→ **Supplied records**:
// Copyright 2025 Neuraville Inc.
// SPDX-License-Identifier: Apache-2.0

//! # reveal-structures
//!
//! The most core library of the reveal workspace. Defines the data types every other
//! crate speaks in:
//!
//! - [`LngLat`] and the spherical helpers in [`geo`] (haversine, bearing/distance
//!   projection, constant-speed path profiles)
//! - [`Record`], its [`StableId`] and the [`RecordOrigin`] tag carried by painted events
//! - [`Viewport`] routing through the fixed inset [`Geofence`], and per-viewport
//!   [`CameraView`] defaults
//! - [`VisualSlot`], the parallel placement channels with their pulse variants
//!
//! Nothing in here performs I/O or spawns tasks.

/// Crate version from Cargo.toml
pub const VERSION: &str = env!("CARGO_PKG_VERSION");

pub mod error;
pub mod geo;
pub mod record;
pub mod slot;
pub mod viewport;

pub use error::{RecordError, RecordResult};
pub use geo::{LngLat, PathProfile, EARTH_RADIUS_KM};
pub use record::{Record, RecordOrigin, StableId};
pub use slot::{SlotVariant, VisualSlot, SLOT_COUNT, SLOT_VARIANTS};
pub use viewport::{route, CameraView, Geofence, Viewport, INSET_GEOFENCE};
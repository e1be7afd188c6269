// Copyright 2025 Neuraville Inc.
// SPDX-License-Identifier: Apache-2.0

//! Unified logging initialization for reveal
//!
//! Console output always; with the `file-logging` feature, per-crate and combined
//! JSON log files with daily rotation and run retention.

use std::path::{Path, PathBuf};

use anyhow::{Context, Result};
use tracing_subscriber::layer::SubscriberExt;
use tracing_subscriber::util::SubscriberInitExt;
use tracing_subscriber::{EnvFilter, Layer, Registry};

use crate::cli::CrateDebugFlags;
use crate::config::LoggingSettings;

type BoxedLayer = Box<dyn Layer<Registry> + Send + Sync>;

/// Keeps file writers alive; logs are flushed when it drops
pub struct LoggingGuard {
    #[cfg(feature = "file-logging")]
    _file_guards: Vec<tracing_appender::non_blocking::WorkerGuard>,
    run_dir: Option<PathBuf>,
}

impl LoggingGuard {
    /// This run's log folder, when file logging is active
    pub fn run_dir(&self) -> Option<&Path> {
        self.run_dir.as_deref()
    }
}

/// `EnvFilter` raising flagged crates to debug over `default_level`
pub fn build_filter(debug_flags: &CrateDebugFlags, default_level: &str) -> Result<EnvFilter> {
    let directives = debug_flags.filter_with_default(default_level);
    EnvFilter::try_new(&directives).with_context(|| format!("Invalid log filter '{}'", directives))
}

/// Install the global subscriber
///
/// With file logging on, creates a timestamped folder:
/// ```text
/// ./logs/
///   └── run_20250101_120000/
///       ├── reveal-orchestrator.log
///       ├── reveal-ingestion.log
///       └── reveal.log (combined)
/// ```
///
/// # Errors
///
/// Fails if the filter is invalid, the log folder cannot be created, or a global
/// subscriber is already installed.
pub fn init_logging(debug_flags: &CrateDebugFlags, settings: &LoggingSettings) -> Result<LoggingGuard> {
    let mut layers: Vec<BoxedLayer> = Vec::new();

    let console_layer = tracing_subscriber::fmt::layer()
        .with_target(false)
        .with_file(false)
        .with_line_number(false)
        .with_filter(build_filter(debug_flags, &settings.level)?);
    layers.push(console_layer.boxed());

    #[cfg(feature = "file-logging")]
    let (file_guards, run_dir) = if settings.file_logging {
        let (guards, run_dir) = file_layers(debug_flags, settings, &mut layers)?;
        (guards, Some(run_dir))
    } else {
        (Vec::new(), None)
    };
    #[cfg(not(feature = "file-logging"))]
    let run_dir: Option<PathBuf> = None;

    Registry::default()
        .with(layers)
        .try_init()
        .context("A global tracing subscriber is already installed")?;

    if settings.file_logging && !cfg!(feature = "file-logging") {
        tracing::warn!(target: "reveal", "File logging requested but the file-logging feature is not compiled in");
    }
    if let Some(dir) = &run_dir {
        tracing::info!(target: "reveal", "Writing logs to {}", dir.display());
    }

    Ok(LoggingGuard {
        #[cfg(feature = "file-logging")]
        _file_guards: file_guards,
        run_dir,
    })
}

#[cfg(feature = "file-logging")]
fn file_layers(
    debug_flags: &CrateDebugFlags,
    settings: &LoggingSettings,
    layers: &mut Vec<BoxedLayer>,
) -> Result<(Vec<tracing_appender::non_blocking::WorkerGuard>, PathBuf)> {
    use tracing_appender::rolling;

    let now = chrono::Utc::now();
    crate::retention::cleanup_old_logs(
        &settings.log_dir,
        settings.retention_days,
        settings.retention_runs.saturating_sub(1),
        now,
    )?;

    let run_folder = settings.log_dir.join(crate::retention::run_folder_name(now));
    std::fs::create_dir_all(&run_folder)
        .with_context(|| format!("Failed to create log directory: {}", run_folder.display()))?;

    let mut guards = Vec::new();
    for crate_name in crate::KNOWN_CRATES {
        let appender = rolling::daily(&run_folder, format!("{}.log", crate_name));
        let (writer, guard) = tracing_appender::non_blocking(appender);
        guards.push(guard);
        layers.push(
            tracing_subscriber::fmt::layer()
                .with_writer(writer)
                .with_target(true)
                .with_file(true)
                .with_line_number(true)
                .json()
                .with_filter(EnvFilter::try_new(format!("{}=debug,off", crate_name))?)
                .boxed(),
        );
    }

    let combined = rolling::daily(&run_folder, "reveal.log");
    let (writer, guard) = tracing_appender::non_blocking(combined);
    guards.push(guard);
    layers.push(
        tracing_subscriber::fmt::layer()
            .with_writer(writer)
            .with_target(true)
            .with_file(true)
            .with_line_number(true)
            .json()
            .with_filter(build_filter(debug_flags, &settings.level)?)
            .boxed(),
    );

    Ok((guards, run_folder))
}

/// Console-only logging at `info`
pub fn init_logging_default(debug_flags: &CrateDebugFlags) -> Result<LoggingGuard> {
    init_logging(debug_flags, &LoggingSettings::default())
}
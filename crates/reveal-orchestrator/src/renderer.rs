// Copyright 2025 Neuraville Inc.
// SPDX-License-Identifier: Apache-2.0

/*!
Renderer seam.

The orchestrator never draws anything itself. It drives a [`Renderer`] through
the pipeline stages and awaits each call under a stage timeout. The attract
overlay is a separate synchronous [`AttractOverlay`] so the idle controller does
not need an async runtime handle to toggle it.
*/

use std::sync::atomic::{AtomicBool, AtomicU64, Ordering};
use std::time::Duration;

use async_trait::async_trait;
use parking_lot::Mutex;
use reveal_structures::{CameraView, LngLat, PathProfile, Viewport, VisualSlot};
use tokio::time::Instant;
use tracing::{debug, info};

use crate::error::RenderResult;
use crate::store::{PlacedRecord, RouteLayer};

/// Geographic renderer driven by the animation pipeline.
///
/// Every method resolves when the visual transition it starts has finished.
#[async_trait]
pub trait Renderer: Send + Sync {
    /// Multi-ring highlight at `at`; resolves when its animation completes
    async fn show_attention(&self, viewport: Viewport, at: LngLat) -> RenderResult<()>;

    async fn clear_attention(&self, viewport: Viewport) -> RenderResult<()>;

    /// Enlarge the inset footprint
    async fn expand(&self) -> RenderResult<()>;

    async fn collapse(&self) -> RenderResult<()>;

    async fn focus_camera(&self, viewport: Viewport, at: LngLat, zoom: f64) -> RenderResult<()>;

    async fn restore_camera(&self, viewport: Viewport, view: &CameraView) -> RenderResult<()>;

    /// Replace the drawn contents of one slot
    async fn place_record(
        &self,
        viewport: Viewport,
        slot: VisualSlot,
        records: &[PlacedRecord],
    ) -> RenderResult<()>;

    async fn show_caption(&self, viewport: Viewport, text: &str, at: LngLat) -> RenderResult<()>;

    async fn hide_caption(&self, viewport: Viewport) -> RenderResult<()>;

    /// Move a marker along `profile` over `duration`.
    ///
    /// The marker must advance by travelled distance, not by point index. After
    /// `t` of `duration` it sits at [`marker_position`] for that elapsed time.
    async fn draw_path(
        &self,
        viewport: Viewport,
        profile: &PathProfile,
        duration: Duration,
    ) -> RenderResult<()>;

    /// Replace the recorded routes and endpoints of one viewport
    async fn sync_routes(&self, viewport: Viewport, layer: &RouteLayer) -> RenderResult<()>;
}

/// Full-screen attract overlay toggled by the idle controller.
///
/// Called with no controller lock held, so an overlay may report activity back.
pub trait AttractOverlay: Send + Sync {
    fn show(&self);
    fn hide(&self);
}

/// Marker position `elapsed` into a `duration`-long walk of `profile`.
///
/// Speed is constant in kilometres, so short segments pass quickly and long ones
/// slowly. A zero duration puts the marker at the endpoint.
pub fn marker_position(profile: &PathProfile, elapsed: Duration, duration: Duration) -> Option<LngLat> {
    if duration.is_zero() {
        return profile.endpoint();
    }
    profile.point_at_fraction(elapsed.as_secs_f64() / duration.as_secs_f64())
}

/// Renderer that only logs and sleeps for representative transition times.
///
/// Used by the headless tool and for local runs without a map.
#[derive(Debug)]
pub struct SimulatedRenderer {
    time_scale: f64,
    calls: AtomicU64,
    attract_visible: AtomicBool,
    marker: Mutex<Option<LngLat>>,
}

impl Default for SimulatedRenderer {
    fn default() -> Self {
        Self::new(1.0)
    }
}

impl SimulatedRenderer {
    const ATTENTION: Duration = Duration::from_millis(1800);
    const EXPAND: Duration = Duration::from_millis(450);
    const FLIGHT: Duration = Duration::from_millis(1600);
    const FADE: Duration = Duration::from_millis(250);
    const FRAME: Duration = Duration::from_millis(16);
    const MAX_TIME_SCALE: f64 = 1000.0;

    /// `time_scale` multiplies every simulated duration; 0 makes calls instant.
    /// Values above 1000 are clamped.
    pub fn new(time_scale: f64) -> Self {
        let time_scale = if time_scale.is_finite() {
            time_scale.clamp(0.0, Self::MAX_TIME_SCALE)
        } else {
            1.0
        };
        Self {
            time_scale,
            calls: AtomicU64::new(0),
            attract_visible: AtomicBool::new(false),
            marker: Mutex::new(None),
        }
    }

    pub fn time_scale(&self) -> f64 {
        self.time_scale
    }

    pub fn call_count(&self) -> u64 {
        self.calls.load(Ordering::Relaxed)
    }

    pub fn attract_visible(&self) -> bool {
        self.attract_visible.load(Ordering::Relaxed)
    }

    /// Last position reported by a path walk
    pub fn marker(&self) -> Option<LngLat> {
        *self.marker.lock()
    }

    fn scaled(&self, base: Duration) -> Duration {
        Duration::try_from_secs_f64(base.as_secs_f64() * self.time_scale).unwrap_or(Duration::MAX)
    }

    async fn simulate(&self, base: Duration) {
        self.calls.fetch_add(1, Ordering::Relaxed);
        let scaled = self.scaled(base);
        if !scaled.is_zero() {
            tokio::time::sleep(scaled).await;
        }
    }
}

#[async_trait]
impl Renderer for SimulatedRenderer {
    async fn show_attention(&self, viewport: Viewport, at: LngLat) -> RenderResult<()> {
        debug!(target: "reveal-orchestrator", "[SIM] {} attention at ({:.5}, {:.5})", viewport, at.lat, at.lng);
        self.simulate(Self::ATTENTION).await;
        Ok(())
    }

    async fn clear_attention(&self, viewport: Viewport) -> RenderResult<()> {
        debug!(target: "reveal-orchestrator", "[SIM] {} attention cleared", viewport);
        self.simulate(Duration::ZERO).await;
        Ok(())
    }

    async fn expand(&self) -> RenderResult<()> {
        debug!(target: "reveal-orchestrator", "[SIM] inset expanded");
        self.simulate(Self::EXPAND).await;
        Ok(())
    }

    async fn collapse(&self) -> RenderResult<()> {
        debug!(target: "reveal-orchestrator", "[SIM] inset collapsed");
        self.simulate(Self::EXPAND).await;
        Ok(())
    }

    async fn focus_camera(&self, viewport: Viewport, at: LngLat, zoom: f64) -> RenderResult<()> {
        debug!(
            target: "reveal-orchestrator",
            "[SIM] {} camera -> ({:.5}, {:.5}) z{:.1}",
            viewport, at.lat, at.lng, zoom
        );
        self.simulate(Self::FLIGHT).await;
        Ok(())
    }

    async fn restore_camera(&self, viewport: Viewport, view: &CameraView) -> RenderResult<()> {
        debug!(target: "reveal-orchestrator", "[SIM] {} camera restored to z{:.2}", viewport, view.zoom);
        self.simulate(Self::FLIGHT).await;
        Ok(())
    }

    async fn place_record(
        &self,
        viewport: Viewport,
        slot: VisualSlot,
        records: &[PlacedRecord],
    ) -> RenderResult<()> {
        info!(
            target: "reveal-orchestrator",
            "[SIM] {} {} ({}) now shows {} record(s)",
            viewport,
            slot,
            slot.variant().name,
            records.len()
        );
        self.simulate(Duration::ZERO).await;
        Ok(())
    }

    async fn show_caption(&self, viewport: Viewport, text: &str, _at: LngLat) -> RenderResult<()> {
        info!(target: "reveal-orchestrator", "[SIM] {} caption: {}", viewport, text);
        self.simulate(Self::FADE).await;
        Ok(())
    }

    async fn hide_caption(&self, viewport: Viewport) -> RenderResult<()> {
        debug!(target: "reveal-orchestrator", "[SIM] {} caption hidden", viewport);
        self.simulate(Self::FADE).await;
        Ok(())
    }

    async fn draw_path(
        &self,
        viewport: Viewport,
        profile: &PathProfile,
        duration: Duration,
    ) -> RenderResult<()> {
        debug!(
            target: "reveal-orchestrator",
            "[SIM] {} path of {} points ({:.1} km) over {:?}",
            viewport,
            profile.coords().len(),
            profile.total_km(),
            duration
        );
        self.calls.fetch_add(1, Ordering::Relaxed);
        let scaled = self.scaled(duration);
        let start = Instant::now();
        loop {
            let elapsed = start.elapsed().min(scaled);
            *self.marker.lock() = marker_position(profile, elapsed, scaled);
            if elapsed >= scaled {
                break;
            }
            tokio::time::sleep(Self::FRAME.min(scaled - elapsed)).await;
        }
        Ok(())
    }

    async fn sync_routes(&self, viewport: Viewport, layer: &RouteLayer) -> RenderResult<()> {
        debug!(
            target: "reveal-orchestrator",
            "[SIM] {} routes synced: {} path(s), {} endpoint(s)",
            viewport,
            layer.routes.len(),
            layer.endpoints.len()
        );
        self.simulate(Duration::ZERO).await;
        Ok(())
    }
}

impl AttractOverlay for SimulatedRenderer {
    fn show(&self) {
        info!(target: "reveal-orchestrator", "[SIM] attract overlay shown");
        self.attract_visible.store(true, Ordering::Relaxed);
    }

    fn hide(&self) {
        debug!(target: "reveal-orchestrator", "[SIM] attract overlay hidden");
        self.attract_visible.store(false, Ordering::Relaxed);
    }
}

#[cfg(test)]
mod tests {
    use super::*;

    #[tokio::test(start_paused = true)]
    async fn test_simulated_focus_takes_flight_time() {
        let renderer = SimulatedRenderer::new(1.0);
        let start = tokio::time::Instant::now();
        renderer
            .focus_camera(Viewport::Main, LngLat::new(-3.7, 40.4), 7.8)
            .await
            .unwrap();
        assert_eq!(start.elapsed(), SimulatedRenderer::FLIGHT);
        assert_eq!(renderer.call_count(), 1);
    }

    #[tokio::test(start_paused = true)]
    async fn test_zero_scale_is_instant() {
        let renderer = SimulatedRenderer::new(0.0);
        let start = tokio::time::Instant::now();
        renderer.expand().await.unwrap();
        renderer
            .show_attention(Viewport::Inset, LngLat::new(-15.4, 28.1))
            .await
            .unwrap();
        assert_eq!(start.elapsed(), Duration::ZERO);
    }

    #[test]
    fn test_huge_time_scale_is_clamped() {
        let renderer = SimulatedRenderer::new(1e20);
        assert_eq!(renderer.time_scale(), SimulatedRenderer::MAX_TIME_SCALE);
        assert_eq!(
            renderer.scaled(SimulatedRenderer::FLIGHT),
            SimulatedRenderer::FLIGHT.mul_f64(SimulatedRenderer::MAX_TIME_SCALE)
        );
        assert_eq!(SimulatedRenderer::new(f64::INFINITY).time_scale(), 1.0);
        assert_eq!(SimulatedRenderer::new(-3.0).time_scale(), 0.0);
        // Never panics even for durations near the representable limit
        assert_eq!(renderer.scaled(Duration::MAX), Duration::MAX);
    }

    fn uneven_path() -> PathProfile {
        // ~1 km first leg, ~110 km second leg along the equator
        PathProfile::new(vec![
            LngLat::new(0.0, 0.0),
            LngLat::new(0.01, 0.0),
            LngLat::new(1.0, 0.0),
        ])
    }

    #[test]
    fn test_marker_position_follows_distance() {
        let profile = uneven_path();
        let duration = Duration::from_secs(10);

        // Halfway in time is halfway in kilometres, well past the short first leg
        let half = marker_position(&profile, Duration::from_secs(5), duration).unwrap();
        assert!((half.lng - 0.5).abs() < 1e-3, "marker at {half:?}");

        let early = marker_position(&profile, Duration::from_millis(100), duration).unwrap();
        assert!(early.lng < 0.02, "marker at {early:?}");

        assert_eq!(
            marker_position(&profile, duration, duration),
            profile.endpoint()
        );
        assert_eq!(
            marker_position(&profile, Duration::ZERO, Duration::ZERO),
            profile.endpoint()
        );
    }

    #[tokio::test(start_paused = true)]
    async fn test_simulated_path_walk_moves_by_distance() {
        let renderer = std::sync::Arc::new(SimulatedRenderer::new(1.0));
        let walker = renderer.clone();
        let task = tokio::spawn(async move {
            walker
                .draw_path(Viewport::Main, &uneven_path(), Duration::from_secs(1))
                .await
        });

        tokio::time::sleep(Duration::from_millis(500)).await;
        let mid = renderer.marker().unwrap();
        assert!((0.45..=0.55).contains(&mid.lng), "marker at {mid:?}");

        task.await.unwrap().unwrap();
        assert_eq!(renderer.marker(), Some(LngLat::new(1.0, 0.0)));
    }

    #[test]
    fn test_attract_overlay_toggles() {
        let renderer = SimulatedRenderer::default();
        renderer.show();
        assert!(renderer.attract_visible());
        renderer.hide();
        assert!(!renderer.attract_visible());
    }
}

→ **Exercise description**: Using the entries above, extract exactly the span from the line with "pub struct SimulatedRenderer" to the line with "pub fn marker(&self)", both lines included; leave out everything else.

→ **Result of the task**:
pub struct SimulatedRenderer {
    time_scale: f64,
    calls: AtomicU64,
    attract_visible: AtomicBool,
    marker: Mutex<Option<LngLat>>,
}

impl Default for SimulatedRenderer {
    fn default() -> Self {
        Self::new(1.0)
    }
}

impl SimulatedRenderer {
    const ATTENTION: Duration = Duration::from_millis(1800);
    const EXPAND: Duration = Duration::from_millis(450);
    const FLIGHT: Duration = Duration::from_millis(1600);
    const FADE: Duration = Duration::from_millis(250);
    const FRAME: Duration = Duration::from_millis(16);
    const MAX_TIME_SCALE: f64 = 1000.0;

    /// `time_scale` multiplies every simulated duration; 0 makes calls instant.
    /// Values above 1000 are clamped.
    pub fn new(time_scale: f64) -> Self {
        let time_scale = if time_scale.is_finite() {
            time_scale.clamp(0.0, Self::MAX_TIME_SCALE)
        } else {
            1.0
        };
        Self {
            time_scale,
            calls: AtomicU64::new(0),
            attract_visible: AtomicBool::new(false),
            marker: Mutex::new(None),
        }
    }

    pub fn time_scale(&self) -> f64 {
        self.time_scale
    }

    pub fn call_count(&self) -> u64 {
        self.calls.load(Ordering::Relaxed)
    }

    pub fn attract_visible(&self) -> bool {
        self.attract_visible.load(Ordering::Relaxed)
    }

    /// Last position reported by a path walk
    pub fn marker(&self) -> Option<LngLat> {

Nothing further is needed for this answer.